** DATA SECTION **

-----

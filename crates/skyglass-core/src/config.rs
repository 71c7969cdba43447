use anyhow::{Context, Result};
use serde::{Deserialize, Serialize};
use std::path::{Path, PathBuf};
use std::str::FromStr;
use url::Url;

use crate::error::ConfigError;

/// Environment variable consulted when no API key is configured.
pub const API_KEY_ENV: &str = "WEATHER_API_KEY";

const DEFAULT_BASE_URL: &str = "https://api.weatherapi.com";
const DEFAULT_TIMEOUT_SECS: u64 = 10;
const DEFAULT_TICK_RATE_MS: u64 = 100;

/// Configuration validation errors
#[derive(Debug, Clone)]
pub struct ConfigValidationError {
    pub field: String,
    pub message: String,
}

impl std::fmt::Display for ConfigValidationError {
    fn fmt(&self, f: &mut std::fmt::Formatter<'_>) -> std::fmt::Result {
        write!(f, "{}: {}", self.field, self.message)
    }
}

/// Result of config validation
#[derive(Debug, Clone, Default)]
pub struct ValidationResult {
    pub errors: Vec<ConfigValidationError>,
    pub warnings: Vec<ConfigValidationError>,
}

impl ValidationResult {
    /// Returns true if there are no errors (warnings are OK)
    pub fn is_valid(&self) -> bool {
        self.errors.is_empty()
    }

    pub fn add_error(&mut self, field: impl Into<String>, message: impl Into<String>) {
        self.errors.push(ConfigValidationError {
            field: field.into(),
            message: message.into(),
        });
    }

    pub fn add_warning(&mut self, field: impl Into<String>, message: impl Into<String>) {
        self.warnings.push(ConfigValidationError {
            field: field.into(),
            message: message.into(),
        });
    }

    /// Get a user-friendly message summarizing all errors
    pub fn error_summary(&self) -> String {
        self.errors
            .iter()
            .map(|e| e.to_string())
            .collect::<Vec<_>>()
            .join("; ")
    }
}

/// Temperature unit preference.
///
/// Selects which temperature field of the API response is displayed.
/// No conversion is done locally.
#[derive(Debug, Clone, Copy, PartialEq, Eq, Serialize, Deserialize, Default)]
#[serde(rename_all = "lowercase")]
pub enum TemperatureUnit {
    #[default]
    Celsius,
    Fahrenheit,
}

impl TemperatureUnit {
    /// Single-letter symbol shown after the degree sign.
    pub fn symbol(self) -> &'static str {
        match self {
            Self::Celsius => "C",
            Self::Fahrenheit => "F",
        }
    }
}

impl std::fmt::Display for TemperatureUnit {
    fn fmt(&self, f: &mut std::fmt::Formatter<'_>) -> std::fmt::Result {
        f.write_str(self.symbol())
    }
}

impl FromStr for TemperatureUnit {
    type Err = ConfigError;

    fn from_str(s: &str) -> Result<Self, Self::Err> {
        match s.trim().to_lowercase().as_str() {
            "c" | "celsius" => Ok(Self::Celsius),
            "f" | "fahrenheit" => Ok(Self::Fahrenheit),
            other => Err(ConfigError::Invalid(format!(
                "unknown temperature unit '{}' (expected celsius or fahrenheit)",
                other
            ))),
        }
    }
}

#[derive(Debug, Clone, Serialize, Deserialize)]
pub struct WeatherConfig {
    /// WeatherAPI.com key. Falls back to the `WEATHER_API_KEY` environment variable.
    #[serde(default, skip_serializing_if = "Option::is_none")]
    pub api_key: Option<String>,

    /// Base URL of the weather API (without the `/v1/...` path)
    #[serde(default = "default_base_url")]
    pub base_url: String,

    /// Temperature unit preference
    #[serde(default)]
    pub temperature_unit: TemperatureUnit,

    /// HTTP request timeout in seconds
    #[serde(default = "default_timeout_secs")]
    pub timeout_secs: u64,
}

fn default_base_url() -> String {
    DEFAULT_BASE_URL.to_string()
}

fn default_timeout_secs() -> u64 {
    DEFAULT_TIMEOUT_SECS
}

impl Default for WeatherConfig {
    fn default() -> Self {
        Self {
            api_key: None,
            base_url: default_base_url(),
            temperature_unit: TemperatureUnit::default(),
            timeout_secs: default_timeout_secs(),
        }
    }
}

impl WeatherConfig {
    /// The API key to use: configured value first, then the environment.
    /// Blank values count as missing.
    pub fn api_key(&self) -> Option<String> {
        self.api_key
            .clone()
            .filter(|k| !k.trim().is_empty())
            .or_else(|| {
                std::env::var(API_KEY_ENV)
                    .ok()
                    .filter(|k| !k.trim().is_empty())
            })
    }
}

#[derive(Debug, Clone, Serialize, Deserialize)]
pub struct UiConfig {
    /// Input poll interval for the interactive widget
    #[serde(default = "default_tick_rate_ms")]
    pub tick_rate_ms: u64,

    /// Write logs to `<config_dir>/skyglass.log` while the widget is open
    #[serde(default = "default_log_file")]
    pub log_file: bool,
}

fn default_tick_rate_ms() -> u64 {
    DEFAULT_TICK_RATE_MS
}

fn default_log_file() -> bool {
    true
}

impl Default for UiConfig {
    fn default() -> Self {
        Self {
            tick_rate_ms: default_tick_rate_ms(),
            log_file: default_log_file(),
        }
    }
}

#[derive(Debug, Clone, Serialize, Deserialize)]
pub struct Config {
    /// Application configuration directory
    #[serde(skip, default = "default_config_dir")]
    pub config_dir: PathBuf,

    /// Weather settings
    #[serde(default)]
    pub weather: WeatherConfig,

    /// UI preferences
    #[serde(default)]
    pub ui: UiConfig,
}

fn default_config_dir() -> PathBuf {
    dirs::config_dir()
        .unwrap_or_else(|| PathBuf::from("."))
        .join("skyglass")
}

impl Default for Config {
    fn default() -> Self {
        Self {
            config_dir: default_config_dir(),
            weather: WeatherConfig::default(),
            ui: UiConfig::default(),
        }
    }
}

impl Config {
    /// Load configuration from the default location, creating it if it doesn't exist
    pub fn load() -> Result<Self> {
        let config_path = Self::config_path()?;
        Self::load_from(&config_path)
    }

    /// Load configuration from `path`, writing defaults there first if missing.
    ///
    /// `config_dir` is set to the file's parent directory.
    pub fn load_from(path: &Path) -> Result<Self> {
        let config_dir = path
            .parent()
            .map(|p| {
                if p.as_os_str().is_empty() {
                    PathBuf::from(".")
                } else {
                    p.to_path_buf()
                }
            })
            .unwrap_or_else(default_config_dir);

        if !path.exists() {
            let config = Self {
                config_dir,
                ..Self::default()
            };
            config.save_to(path)?;
            tracing::info!("Created default config at {}", path.display());
            return Ok(config);
        }

        let contents = std::fs::read_to_string(path).context("Failed to read config file")?;

        let mut config: Config = toml::from_str(&contents)
            .map_err(|e| ConfigError::ParseError(e.to_string()))
            .context("Failed to parse config file")?;
        config.config_dir = config_dir;

        Ok(config)
    }

    /// Validate and fail on errors; warnings are logged and returned.
    ///
    /// Called after command line overrides have been applied and logging
    /// is up, so warnings end up in the log.
    pub fn ensure_valid(&self) -> Result<ValidationResult> {
        let validation = self.validate();

        if !validation.is_valid() {
            return Err(anyhow::Error::new(ConfigError::Invalid(validation.error_summary()))
                .context("Configuration validation failed"));
        }

        for warning in &validation.warnings {
            tracing::warn!("Config warning: {}", warning);
        }

        Ok(validation)
    }

    /// Validate the configuration
    pub fn validate(&self) -> ValidationResult {
        let mut result = ValidationResult::default();

        self.validate_url(&self.weather.base_url, "weather.base_url", &mut result);

        if self.weather.timeout_secs == 0 {
            result.add_error("weather.timeout_secs", "Timeout must be greater than 0");
        } else if self.weather.timeout_secs > 120 {
            result.add_warning(
                "weather.timeout_secs",
                "Timeout is unusually long (>120 seconds)",
            );
        }

        if self.weather.api_key().is_none() {
            result.add_warning(
                "weather.api_key",
                format!("No API key configured (set it in config or {})", API_KEY_ENV),
            );
        }

        if self.ui.tick_rate_ms == 0 {
            result.add_error("ui.tick_rate_ms", "Tick rate must be greater than 0");
        }

        result
    }

    fn validate_url(&self, url_str: &str, field_name: &str, result: &mut ValidationResult) {
        match Url::parse(url_str) {
            Ok(url) => {
                if url.scheme() != "http" && url.scheme() != "https" {
                    result.add_error(
                        field_name,
                        format!("URL must use http or https scheme, got: {}", url.scheme()),
                    );
                }

                if url.host().is_none() {
                    result.add_error(field_name, "URL must have a host");
                }
            }
            Err(e) => {
                result.add_error(field_name, format!("Invalid URL: {}", e));
            }
        }
    }

    /// Save configuration to `path`, creating parent directories as needed
    pub fn save_to(&self, path: &Path) -> Result<()> {
        if let Some(parent) = path.parent() {
            std::fs::create_dir_all(parent).context("Failed to create config directory")?;
        }

        let contents = toml::to_string_pretty(self).context("Failed to serialize config")?;

        std::fs::write(path, contents).context("Failed to write config file")?;

        Ok(())
    }

    /// Get the path to the configuration file
    pub fn config_path() -> Result<PathBuf> {
        let config_dir = dirs::config_dir()
            .context("Failed to get config directory")?
            .join("skyglass");

        Ok(config_dir.join("config.toml"))
    }
}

-----

Once you have counted the lines above that hold the word "WeatherConfig", report only that total.

5